Whatever the merits of defendants’ arguments, they are for the most part beyond our review. For although the final judgment of Supreme Court entered in June, 1977 is appeal-able to this court, only the first order of the Appellate Division is reviewable. Since defendants’ major contentions are addressed to matters disposed of by the second Appellate Division order, they may not be passed upon by this court.
Critical to our determination is the distinction between appealability and reviewability (see, generally, Cohen and Karger, Powers of the New York Court of Appeals, § 107, p 447). Without doubt, an appeal as of right lies from the final judgment of Supreme Court. But that judgment is not appeal-able in its own right. Rather, it becomes appealable by virtue of CPLR 5601 (subd [d]), under which an aggrieved party may appeal to the Court of Appeals "from a final judgment entered in a court of original instance * * * where the appellate division has made an order on a prior appeal in the action which necessarily affects the judgment * * * and which satisfies the requirements of subdivision (a) [of section 5601] * * * except that of finality” (CPLR 5601, subd [d]). Since the first order of the Appellate Division effected a substantial modification by which defendants were aggrieved, it satisfies the requirements of CPLR 5601 (subd [a]). As a result, the final judgment entered following the second appeal to the Appellate Division is appealable to this court (CPLR 5601, subd [d]).1
*586This is not to say, however, that we may review every question of law which has arisen in the course of the action. To the contrary, our review power on a CPLR 5601 (subd [d]) appeal is narrowly circumscribed and reaches only the prior "non-final determination of the appellate division” upon which the appeal is predicated (CPLR 5501, subd [b]; Matter of Farber v U. S. Trucking Corp., 26 NY2d 44, 55, supra; Matter of Town of Hempstead v Little, 22 NY2d 432, 436; see, also, Siegel, Practice Commentaries, McKinney’s Cons Laws of NY, Book 7B, CPLR 5601:6, p 499). In the present case, it is the first order of the Appellate Division which serves as the underlying basis for the CPLR 5601 (subd [d]) appeal, and hence that order alone which is reviewable. That defendants now request review of the second order does not give us license to ignore the established limits of our power. Neither does it divest us of power to dispose of that which is properly before us (Buffalo Elec. Co. v State of New York, 14 NY2d 453, 457, supra).2
On the merits, defendants make a number of allegations of error with respect to the first Appellate Division order. We have reviewed those contentions and conclude that the order should be affirmed, for the reasons stated in the memorandum at the Appellate Division (47 AD2d 728).

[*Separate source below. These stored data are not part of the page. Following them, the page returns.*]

//! Dispatcher: drains the job queue and forwards to idle workers.
//!
//! Forwarding happens on spawned tasks so a queue drain never blocks behind
//! a fully busy pool, but the number of in-flight forwards is capped by a
//! semaphore; the queue keeps exerting backpressure instead of ballooning
//! into an unbounded task pile.

use std::sync::Arc;

use tokio::sync::{mpsc, Mutex, Semaphore};
use tokio_util::sync::CancellationToken;
use tracing::debug;

use super::job::Job;
use super::worker::JobSender;

/// Forwards cap, in multiples of the pool size.
const FORWARD_FACTOR: usize = 2;

/// Run the dispatcher until the queue closes or `stop` fires.
pub(crate) async fn run(
    mut queue_rx: mpsc::Receiver<Job>,
    registry_rx: mpsc::Receiver<JobSender>,
    max_workers: usize,
    stop: CancellationToken,
) {
    // workers push their idle inboxes here; receivers are handed out one
    // forward at a time under the mutex
    let registry = Arc::new(Mutex::new(registry_rx));
    let permits = Arc::new(Semaphore::new(max_workers * FORWARD_FACTOR));

    loop {
        let job = tokio::select! {
            job = queue_rx.recv() => job,
            _ = stop.cancelled() => break,
        };
        let Some(job) = job else { break };

        let permit = tokio::select! {
            permit = permits.clone().acquire_owned() => {
                match permit {
                    Ok(p) => p,
                    Err(_) => break,
                }
            }
            _ = stop.cancelled() => break,
        };

        let registry = registry.clone();
        let stop = stop.clone();
        tokio::spawn(async move {
            let _permit = permit;
            let inbox = tokio::select! {
                inbox = async { registry.lock().await.recv().await } => inbox,
                _ = stop.cancelled() => None,
            };
            if let Some(inbox) = inbox {
                // worker may have stopped between registering and now
                let _ = inbox.send(job).await;
            }
        });
    }
    debug!("dispatcher stopped");
}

Accordingly, the judgment appealed from should be affirmed, with costs.
. Defendants argue that this court has jurisdiction as to the first and second orders of the Appellate Division pursuant to CPLR 5601 (subd [a], par [iii]). However, both orders are nonfinal and therefore not appealable under CPLR 5601 (subd [a]). Moreover, appellants were not aggrieved by the modification effected in the second order, and could not appeal that order even if it were viewed as final.
. We note that defendants’ motions for leave to appeal, made at oral argument, are untimely (CPLR 5513, subd [b]), and therefore dismiss them. Contrary to the suggestion in the dissenting opinion, the motions are not rendered timely by CPLR 5514 (subd [a]). That provision would apply only if we were to dismiss the appeal. Since the appeal is properly here, we see no reason to dismiss it.